Anomalous dispersion of X-ray diffraction at wavelengths near the X-ray K-absorption edge of sulfur at wavelengths around 5 A has been applied to single crystals of trypsin obtained from an ammonium sulfate solution. The multiwavelength anomalous-dispersion method based on 775 unique reflections (+183 Bijvoet mates) measured at three wavelengths near the K-absorption edge of sulfur in trypsin (two methionines and disulfide bridges of six cystines) reproduces the known features of the trypsin structure of a resolution of 4 A. It appears that there is anisotropic anomalous scattering from the disulfide bridges of cystine.
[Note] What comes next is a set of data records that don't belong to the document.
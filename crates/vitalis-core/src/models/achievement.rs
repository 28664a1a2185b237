// ABOUTME: Achievement progress records keyed by a predefined catalogue id
// ABOUTME: Achievement definition with unlock-once semantics
//
// SPDX-License-Identifier: MIT OR Apache-2.0
// Copyright (c) 2025 Vitalis Health

use super::HealthDomain;
use chrono::{DateTime, Utc};
use serde::{Deserialize, Serialize};

/// Unlock/progress record for one catalogue achievement
///
/// Created once per user by catalogue initialization, then mutated in place
/// as entries accumulate. Once `is_unlocked` is set it is never cleared and
/// `unlocked_at` is never re-stamped.
#[derive(Debug, Clone, Serialize, Deserialize)]
pub struct Achievement {
    /// Stable catalogue id (e.g. `sleep_streak_7`)
    pub id: String,
    /// Display title
    pub title: String,
    /// Display description
    pub description: String,
    /// Domain the achievement tracks
    pub domain: HealthDomain,
    /// Progress required to unlock
    pub requirement: f64,
    /// Current progress toward the requirement
    pub current_progress: f64,
    /// Whether the achievement has been unlocked
    pub is_unlocked: bool,
    /// When the achievement was first unlocked
    #[serde(skip_serializing_if = "Option::is_none")]
    pub unlocked_at: Option<DateTime<Utc>>,
}

impl Achievement {
    /// Fraction of the requirement reached, capped at 1.0
    #[must_use]
    pub fn completion_ratio(&self) -> f64 {
        if self.requirement <= 0.0 {
            return 0.0;
        }
        (self.current_progress / self.requirement).min(1.0)
    }
}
The multiwavelength anomalous solvent contrast shows up at wavelengths near the K-absorption edge of the sulfate ions, which is shifted by 10 eV to higher energies with respect to that of sulfur in trypsin. The influence of the complex contrast of trypsin in 2.5 M ammonium sulfate on the dispersion of a low-order reflection is analyzed. The measurement of anomalous dispersion of X-ray diffraction at long wavelengths beyond 5 A requires a special diffractometer, the features of which are presented. An outstanding one is a detector system consisting of four multiwire proportional counters. Its efficiency is compared with that of imaging plates. The influence of radiation damage with soft X-ray diffraction from single crystals of trypsin is presented and possible remedies are discussed.